(Problem details): Write out every line from the listing below where the string "info" is found.

(Provided records):
::::::::::

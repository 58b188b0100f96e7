//! HTTP middleware

pub mod request_tracking;

pub use request_tracking::{
    request_id_layer, request_id_propagation_layer, MakeTimeOrderedRequestId, REQUEST_ID_HEADER,
};
//! Route table
//!
//! Every resource gets the same four routes under `/api/{path}`; the
//! handlers are shared and receive the resource's schema through the
//! closure that registers them.

use axum::{
    extract::{
        rejection::{JsonRejection, PathRejection},
        Path, State,
    },
    http::{Method, Uri},
    routing::{get, put},
    Json, Router,
};
use serde_json::Value;

use crate::handlers::{resource, ApiError};
use crate::health;
use crate::schema;
use crate::state::AppState;

/// Build the application router
pub fn router(state: AppState) -> Router {
    let mut router = Router::new()
        .route("/", get(health::root))
        .route("/health", get(health::health))
        .route("/ready", get(health::readiness));

    for schema in schema::ALL {
        router = router
            .route(
                &format!("/api/{}", schema.path),
                get(move |state: State<AppState>| resource::list(state, schema)).post(
                    move |state: State<AppState>, body: Result<Json<Value>, JsonRejection>| {
                        resource::create(state, schema, body)
                    },
                ),
            )
            .route(
                &format!("/api/{}/{{id}}", schema.path),
                put(
                    move |state: State<AppState>,
                          id: Result<Path<String>, PathRejection>,
                          body: Result<Json<Value>, JsonRejection>| {
                        resource::update(state, schema, id, body)
                    },
                )
                .delete(move |state: State<AppState>, id: Result<Path<String>, PathRejection>| {
                    resource::delete(state, schema, id)
                }),
            );
    }

    router
        .fallback(not_found)
        .method_not_allowed_fallback(not_found)
        .with_state(state)
}

async fn not_found(State(state): State<AppState>, method: Method, uri: Uri) -> ApiError {
    ApiError::route_not_found(method.as_str(), uri.path()).with_environment(state.environment())
}
use bloodbank_service::prelude::*;

#[tokio::main]
async fn main() -> anyhow::Result<()> {
    let config = Config::load()?;
    init_tracing(&config);

    Server::new(config).run().await?;

    Ok(())
}
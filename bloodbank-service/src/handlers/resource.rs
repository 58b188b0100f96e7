//! Generic CRUD handlers
//!
//! One implementation of list/create/update/delete shared by every
//! resource; the route table passes in the resource's schema.

use axum::{
    extract::{
        rejection::{JsonRejection, PathRejection},
        Path, State,
    },
    http::StatusCode,
    Json,
};
use serde_json::Value;

use crate::schema::{CreatedMessage, ResourceSchema};
use crate::state::AppState;
use crate::validation::{validate, Intent};

use super::error::{ApiError, ApiErrorKind, ApiOperation};
use super::response::{Created, Inserted, Message};
use super::translate::store_failure;

/// `GET /api/{resource}`
pub async fn list(
    State(state): State<AppState>,
    schema: &'static ResourceSchema,
) -> Result<Json<Vec<Value>>, ApiError> {
    let rows = state
        .store()
        .list(schema)
        .await
        .map_err(|e| store_failure(schema, ApiOperation::List, None, None, e))
        .map_err(|e| e.with_environment(state.environment()))?;

    tracing::debug!(resource = schema.path, rows = rows.len(), "Listed records");
    Ok(Json(rows))
}

/// `POST /api/{resource}`
pub async fn create(
    State(state): State<AppState>,
    schema: &'static ResourceSchema,
    body: Result<Json<Value>, JsonRejection>,
) -> Result<Created<Inserted>, ApiError> {
    create_record(&state, schema, body)
        .await
        .map_err(|e| e.with_environment(state.environment()))
}

/// `PUT /api/{resource}/{id}`
pub async fn update(
    State(state): State<AppState>,
    schema: &'static ResourceSchema,
    id: Result<Path<String>, PathRejection>,
    body: Result<Json<Value>, JsonRejection>,
) -> Result<Message, ApiError> {
    let result = match path_id(schema, ApiOperation::Update, id) {
        Ok(id) => update_record(&state, schema, &id, body).await,
        Err(e) => Err(e),
    };
    result.map_err(|e| e.with_environment(state.environment()))
}

/// `DELETE /api/{resource}/{id}`
pub async fn delete(
    State(state): State<AppState>,
    schema: &'static ResourceSchema,
    id: Result<Path<String>, PathRejection>,
) -> Result<Message, ApiError> {
    let result = match path_id(schema, ApiOperation::Delete, id) {
        Ok(id) => delete_record(&state, schema, &id).await,
        Err(e) => Err(e),
    };
    result.map_err(|e| e.with_environment(state.environment()))
}

async fn create_record(
    state: &AppState,
    schema: &'static ResourceSchema,
    body: Result<Json<Value>, JsonRejection>,
) -> Result<Created<Inserted>, ApiError> {
    let payload = json_body(schema, ApiOperation::Create, body)?;
    let record = validate(schema, &payload, Intent::Create)
        .map_err(|e| ApiError::validation(ApiOperation::Create, e.message).with_resource(schema.path))?;

    state
        .store()
        .insert(&record)
        .await
        .map_err(|e| store_failure(schema, ApiOperation::Create, Some(&record), None, e))?;

    let id = record.key();
    let message = match schema.created {
        CreatedMessage::Titled(field) => format!(
            "{} '{}' created successfully.",
            schema.label,
            record.display(field)
        ),
        CreatedMessage::Fixed(text) => text.to_string(),
    };
    tracing::info!(resource = schema.path, id = %id, "Record created");

    Ok(Created::new(Inserted {
        message,
        inserted_id: id.clone(),
    })
    .with_location(format!("/api/{}/{}", schema.path, id)))
}

async fn update_record(
    state: &AppState,
    schema: &'static ResourceSchema,
    id: &str,
    body: Result<Json<Value>, JsonRejection>,
) -> Result<Message, ApiError> {
    let payload = json_body(schema, ApiOperation::Update, body)?;
    let record = validate(schema, &payload, Intent::Update { id })
        .map_err(|e| ApiError::validation(ApiOperation::Update, e.message).with_resource(schema.path))?;

    let affected = state
        .store()
        .replace(&record)
        .await
        .map_err(|e| store_failure(schema, ApiOperation::Update, Some(&record), Some(id), e))?;

    if affected == 0 {
        return Err(not_found(schema, ApiOperation::Update, id));
    }

    tracing::info!(resource = schema.path, id = %id, "Record updated");
    Ok(Message::new(format!("{} '{}' updated successfully.", schema.label, id)))
}

async fn delete_record(
    state: &AppState,
    schema: &'static ResourceSchema,
    id: &str,
) -> Result<Message, ApiError> {
    let affected = state
        .store()
        .delete(schema, id)
        .await
        .map_err(|e| store_failure(schema, ApiOperation::Delete, None, Some(id), e))?;

    if affected == 0 {
        return Err(not_found(schema, ApiOperation::Delete, id));
    }

    tracing::info!(resource = schema.path, id = %id, "Record deleted");
    Ok(Message::new(format!("{} '{}' deleted successfully.", schema.label, id)))
}

fn json_body(
    schema: &'static ResourceSchema,
    operation: ApiOperation,
    body: Result<Json<Value>, JsonRejection>,
) -> Result<Value, ApiError> {
    body.map(|Json(value)| value).map_err(|rejection| {
        let error = if rejection.status() == StatusCode::PAYLOAD_TOO_LARGE {
            ApiError::new(
                operation,
                ApiErrorKind::PayloadTooLarge,
                "Request body is too large.",
            )
        } else {
            ApiError::validation(
                operation,
                format!("Request body must be valid JSON: {}", rejection.body_text()),
            )
        };
        error.with_resource(schema.path)
    })
}

fn path_id(
    schema: &'static ResourceSchema,
    operation: ApiOperation,
    id: Result<Path<String>, PathRejection>,
) -> Result<String, ApiError> {
    id.map(|Path(id)| id).map_err(|rejection| {
        ApiError::validation(
            operation,
            format!("Invalid {} ID in path: {}", schema.noun, rejection.body_text()),
        )
        .with_resource(schema.path)
    })
}

fn not_found(schema: &'static ResourceSchema, operation: ApiOperation, id: &str) -> ApiError {
    ApiError::new(
        operation,
        ApiErrorKind::NotFound,
        format!("{} with ID '{}' not found.", schema.label, id),
    )
    .with_resource(schema.path)
}
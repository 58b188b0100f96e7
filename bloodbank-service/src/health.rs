//! Health check handlers

use axum::{extract::State, http::StatusCode, response::IntoResponse, Json};
use serde::{Deserialize, Serialize};
use std::collections::HashMap;

use crate::handlers::Message;
use crate::lifecycle::Phase;
use crate::state::AppState;

/// Text served at `/`
pub const LIVENESS_MESSAGE: &str = "Blood Bank Management System API is active!";

/// Health check response
#[derive(Debug, Serialize, Deserialize)]
pub struct HealthResponse {
    /// Service status
    pub status: String,

    /// Service name
    pub service: String,

    /// Version
    #[serde(skip_serializing_if = "Option::is_none")]
    pub version: Option<String>,
}

/// Readiness check response with dependency status
#[derive(Debug, Serialize)]
pub struct ReadinessResponse {
    /// Overall readiness status
    pub ready: bool,

    /// Service name
    pub service: String,

    /// Current lifecycle phase
    pub phase: Phase,

    /// Dependency statuses
    pub dependencies: HashMap<String, DependencyStatus>,
}

/// Individual dependency status
#[derive(Debug, Serialize, Deserialize)]
pub struct DependencyStatus {
    /// Dependency is healthy
    pub healthy: bool,

    /// Optional message
    #[serde(skip_serializing_if = "Option::is_none")]
    pub message: Option<String>,
}

/// `GET /`
pub async fn root() -> Message {
    Message::new(LIVENESS_MESSAGE)
}

/// Simple health check (liveness probe)
///
/// Always returns 200 OK while the process is serving.
pub async fn health(State(state): State<AppState>) -> impl IntoResponse {
    let response = HealthResponse {
        status: "healthy".to_string(),
        service: state.config().service.name.clone(),
        version: Some(env!("CARGO_PKG_VERSION").to_string()),
    };

    (StatusCode::OK, Json(response))
}

/// Readiness check (readiness probe)
///
/// 200 only while the lifecycle is Ready and the store answers `SELECT 1`;
/// 503 otherwise, including while draining.
pub async fn readiness(State(state): State<AppState>) -> impl IntoResponse {
    let phase = state.lifecycle().phase();
    let mut dependencies = HashMap::new();

    let database = match state.store().ping().await {
        Ok(()) => DependencyStatus {
            healthy: true,
            message: Some("Connected".to_string()),
        },
        Err(e) => {
            tracing::error!(kind = %e.kind, "Database health check failed: {}", e);
            let message = if state.environment().is_production_like() {
                "Unavailable".to_string()
            } else {
                format!("Connection failed: {}", e.message)
            };
            DependencyStatus {
                healthy: false,
                message: Some(message),
            }
        }
    };

    let ready = phase == Phase::Ready && database.healthy;
    dependencies.insert("database".to_string(), database);

    let status = if ready {
        StatusCode::OK
    } else {
        StatusCode::SERVICE_UNAVAILABLE
    };

    (
        status,
        Json(ReadinessResponse {
            ready,
            service: state.config().service.name.clone(),
            phase,
            dependencies,
        }),
    )
}
//! Error types for booking operations.
//!
//! The pure engine modules never fail on expected conditions: an empty
//! expansion or a detected conflict are ordinary return values. These errors
//! are raised by the boundary layer (validation, service, store).

use chrono::NaiveDate;
use thiserror::Error;
use uuid::Uuid;

#[derive(Error, Debug)]
pub enum BookingError {
    /// One or more request fields failed validation. Every failed rule is listed.
    #[error("Validation failed: {}", .0.join(" "))]
    Validation(Vec<String>),

    /// The candidate collides with an existing booking on `date`.
    #[error("Booking conflict on {date}.")]
    Conflict { date: NaiveDate, existing_id: Uuid },

    #[error("Booking not found: {0}")]
    NotFound(Uuid),

    /// A calendar query matched no occurrences.
    #[error("No bookings found for the given date range.")]
    NoBookings,

    #[error("Storage error: {0}")]
    Storage(String),

    #[error("JSON error: {0}")]
    Json(#[from] serde_json::Error),
}

impl BookingError {
    /// Shorthand for a validation error with a single message.
    pub fn invalid(message: impl Into<String>) -> Self {
        BookingError::Validation(vec![message.into()])
    }
}

pub type Result<T> = std::result::Result<T, BookingError>;
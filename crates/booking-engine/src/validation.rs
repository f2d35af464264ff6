//! Request validation, run before any request reaches the engine.
//!
//! Every failed rule is collected so the caller can report them all at once.

use crate::error::{BookingError, Result};
use crate::expander::DateWindow;
use crate::model::RepeatOption;
use crate::service::{BookingRequest, CalendarQuery};

pub fn validate_request(request: &BookingRequest) -> Result<()> {
    let mut errors = Vec::new();

    if request.resource_id.is_nil() {
        errors.push("Car id is required.");
    }
    if request.start_time >= request.end_time {
        errors.push("Start time must be earlier than end time.");
    }
    match request.repeat_until {
        None if request.repeat_option != RepeatOption::NoRepeat => {
            errors.push("Repeat-until date is required for recurring bookings.")
        }
        Some(until) if until < request.start_date => {
            errors.push("Repeat-until date cannot be earlier than the start date.")
        }
        _ => {}
    }
    if request.repeat_option == RepeatOption::Weekly
        && request.weekday_mask.is_none_or(|mask| mask.is_empty())
    {
        errors.push("At least one weekday is required for weekly bookings.");
    }

    if errors.is_empty() {
        Ok(())
    } else {
        Err(BookingError::Validation(
            errors.into_iter().map(String::from).collect(),
        ))
    }
}

/// Check the query dates and turn them into a window.
pub fn validate_query(query: &CalendarQuery) -> Result<DateWindow> {
    DateWindow::new(query.start, query.end)
}
//! Engine policies.

use serde::{Deserialize, Serialize};

/// What to do with a repeating definition that has no `repeat_until`.
#[derive(Debug, Clone, Copy, PartialEq, Eq, Default, Serialize, Deserialize)]
#[serde(rename_all = "kebab-case")]
pub enum UnboundedHorizon {
    /// Treat the series as open-ended, bounded only by the query window.
    #[default]
    ClampToQueryWindow,
    /// Treat the series as covering its start date only.
    StartDateOnly,
}

/// How an accepted create request is written back to storage.
#[derive(Debug, Clone, Copy, PartialEq, Eq, Default, Serialize, Deserialize)]
#[serde(rename_all = "kebab-case")]
pub enum Materialization {
    /// One non-repeating definition per occurrence date, linked by a shared series id.
    #[default]
    PerOccurrence,
    /// The request is stored as a single (possibly repeating) definition.
    Series,
}

/// Tunable behaviour of the booking service.
#[derive(Debug, Clone, Copy, PartialEq, Eq, Default, Serialize, Deserialize)]
#[serde(default, rename_all = "kebab-case")]
pub struct EngineOptions {
    pub unbounded_horizon: UnboundedHorizon,
    pub materialization: Materialization,
}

::::::::::

(Solution to the exercise):
    tracing::info!(resource = schema.path, id = %id, "Record created");
    tracing::info!(resource = schema.path, id = %id, "Record updated");
    tracing::info!(resource = schema.path, id = %id, "Record deleted");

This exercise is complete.